I am dairy free with the exception of whey protein shakes, would like to go gluten free and I am currently trying to modify my diet to eliminate as much as possible. I started Swank last May and lost a great deal of weight which caused me to relax on most of the restrictions with the exception of the 15g saturated fat limit. I was a rather lean guy to start with and dropped 40lbs becoming uncomfortably skinny. There are many MS diets like paleo, Jelinek, Wahls, Fuhrman, Swank etc. but very few seem to point to the mechanism of action. I adopted the Swank diet because it made a great deal of sense to me, although Jelinek is almost the same with a few more restrictions...

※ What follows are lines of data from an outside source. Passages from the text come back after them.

// SPDX-License-Identifier: Apache-2.0
// Copyright 2025 Au-Zone Technologies

use std::fmt;
use std::process::ExitCode;

/// CLI-specific error type with exit code mapping
#[derive(Debug)]
pub enum CliError {
    /// Invalid command-line arguments
    InvalidArgs(String),
    /// Camera or media device not found
    CameraNotFound(String),
    /// Device held by another user
    DeviceBusy(String),
    /// Operation timed out
    Timeout(String),
    /// General error from the CamFlow library
    General(String),
}

impl fmt::Display for CliError {
    fn fmt(&self, f: &mut fmt::Formatter<'_>) -> fmt::Result {
        match self {
            CliError::InvalidArgs(msg) => write!(f, "Invalid arguments: {}", msg),
            CliError::CameraNotFound(msg) => write!(f, "Camera not found: {}", msg),
            CliError::DeviceBusy(msg) => write!(f, "Device busy: {}", msg),
            CliError::Timeout(msg) => write!(f, "Timeout: {}", msg),
            CliError::General(msg) => write!(f, "Error: {}", msg),
        }
    }
}

impl std::error::Error for CliError {}

impl CliError {
    /// Get the exit code for this error
    pub fn exit_code(&self) -> ExitCode {
        match self {
            CliError::InvalidArgs(_) => ExitCode::from(2),
            CliError::CameraNotFound(_) => ExitCode::from(3),
            CliError::DeviceBusy(_) => ExitCode::from(4),
            CliError::Timeout(_) => ExitCode::from(6),
            CliError::General(_) => ExitCode::from(1),
        }
    }
}

/// Map camflow::Error to CliError with appropriate exit codes
impl From<camflow::Error> for CliError {
    fn from(err: camflow::Error) -> Self {
        use camflow::Error;

        match err {
            Error::NoDevice => {
                CliError::CameraNotFound("no matching media device".to_string())
            }
            Error::Busy => CliError::DeviceBusy("device already acquired".to_string()),
            Error::InvalidArgument(msg) => CliError::InvalidArgs(msg),
            Error::InvalidState(msg) => CliError::General(format!("invalid state: {}", msg)),
            Error::NoEntry => CliError::General("request lacks a stream buffer".to_string()),
            Error::Io(io_err) => match io_err.kind() {
                std::io::ErrorKind::NotFound => {
                    CliError::CameraNotFound(format!("device not found: {}", io_err))
                }
                std::io::ErrorKind::PermissionDenied => {
                    CliError::CameraNotFound(format!("permission denied: {}", io_err))
                }
                std::io::ErrorKind::TimedOut => {
                    CliError::Timeout(format!("operation timed out: {}", io_err))
                }
                _ => CliError::General(format!("I/O error: {}", io_err)),
            },
        }
    }
}

/// Helper function to convert result to exit code
pub fn result_to_exit_code<T>(result: Result<T, CliError>) -> ExitCode {
    match result {
        Ok(_) => ExitCode::SUCCESS,
        Err(e) => {
            eprintln!("{}", e);
            e.exit_code()
        }
    }
}

#[cfg(test)]
mod tests {
    use super::*;

    #[test]
    fn test_exit_codes() {
        assert_eq!(CliError::InvalidArgs("test".into()).exit_code(), ExitCode::from(2));
        assert_eq!(CliError::CameraNotFound("test".into()).exit_code(), ExitCode::from(3));
        assert_eq!(CliError::DeviceBusy("test".into()).exit_code(), ExitCode::from(4));
        assert_eq!(CliError::Timeout("test".into()).exit_code(), ExitCode::from(6));
        assert_eq!(CliError::General("test".into()).exit_code(), ExitCode::from(1));
    }

    #[test]
    fn test_error_display() {
        let err = CliError::CameraNotFound("imx219 0".to_string());
        assert_eq!(format!("{}", err), "Camera not found: imx219 0");
    }

    #[test]
    fn test_library_error_mapping() {
        let err = CliError::from(camflow::Error::Busy);
        assert!(matches!(err, CliError::DeviceBusy(_)));

        let err = CliError::from(camflow::Error::InvalidArgument("width".into()));
        assert!(matches!(err, CliError::InvalidArgs(_)));
    }
}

original swank studyhttps://jama.jamanetwork.com/article.as ... ultClick=1
PwMS have higher levels of saturated fatty acids in plasma. This fact has been proven by many studies and has many implications. Through 5-lipoxygenase activation (5-LOX, a protein activator of leukocytes) Very Long Chain Fatty Acid accumulation causes a lipotoxic response (demyelination) consistent with cALD brain pathology. cALD is very similar to MS in that it is auto-immune mediated, affects the CNS, and is mediated by the presence of fatty acids. What is interesting is that monoeonics (un-saturated fatty acids) were shown to block the expression of 5-LOX and prevent the demyelination. This again points to the imbalance of saturated to unsaturated fatty acid in auto-immune disorders.
Study showing high lysolecithins in pwMS (derived from saturated fat)http://www.ncbi.nlm.nih.gov/pmc/articles/PMC494425/
Study showing fatty acid ratio in MShttp://www.pnas.org/content/86/12/4720.full.pdf
Lipotoxicity accumulation of lipids (fats)http://en.wikipedia.org/wiki/Lipotoxici ... _Treatment
In addition to this demyelination process there is another related to Lysophosphatidylcholines (LPC), also called lysolecithins. In the average person they are in (≤ 3%) the cell membrane and in the blood plasma (8-12%). But due to pwMS having additional saturated fat in our plasma it would mean higher levels of LPCs. LPCs are quickly metabolized by lysophospholipase and LPC-acyltransferase enzymes, meaning they last only shortly in vivo. However a product of metabolization is lysophosphatidic acid which promotes pro-inflammatory events that lead to the development of atheroma (disease affecting circulation) as well as encouraging progression of the disease. There is evidence that it is involved in such inflammatory diseases as rheumatoid arthritis and multiple sclerosis. LPCs can be used in the lab to cause demyelination of brain slices, to mimic the effects of demyelinating diseases such as multiple sclerosis.
Description of a lysolecithinhttp://en.wikipedia.org/wiki/Lysophosphatidylcholine
Study with fatty acids and rheumatoid arthritis (an anuto-immune disease)http://rheumatology.oxfordjournals.org/ ... 8.full.pdf
Study showing fatty acid profiles the same in all neurologic disordershttp://onlinelibrary.wiley.com/doi/10.1 ... x/abstract
In addition to the demyelinating effects of the excess saturated fat its increased percentage in the cell membrane would reduce permeability. Unsaturated fats have a lower melting temperature, that's why saturated fats like butter and coconut are solid at room temperature. This is the same in the body, with unsaturated fats creating a more fluid membrane allowing allowing peptides and hormones through cell walls to bind with their receptors and modulate the cells. Saturated fats on the other hand are solid, essential to hold the cell together but too much and the cell would be sealed off from interaction. I believe this is a possible reason why LDN is not effective in all people. It increases the number of endorphin's in the body but if they cannot connect with the opiod receptors in the nuclear matrix of the cells they are useless.
I believe there is sufficient evidence to lower saturated fat intake in pwMS.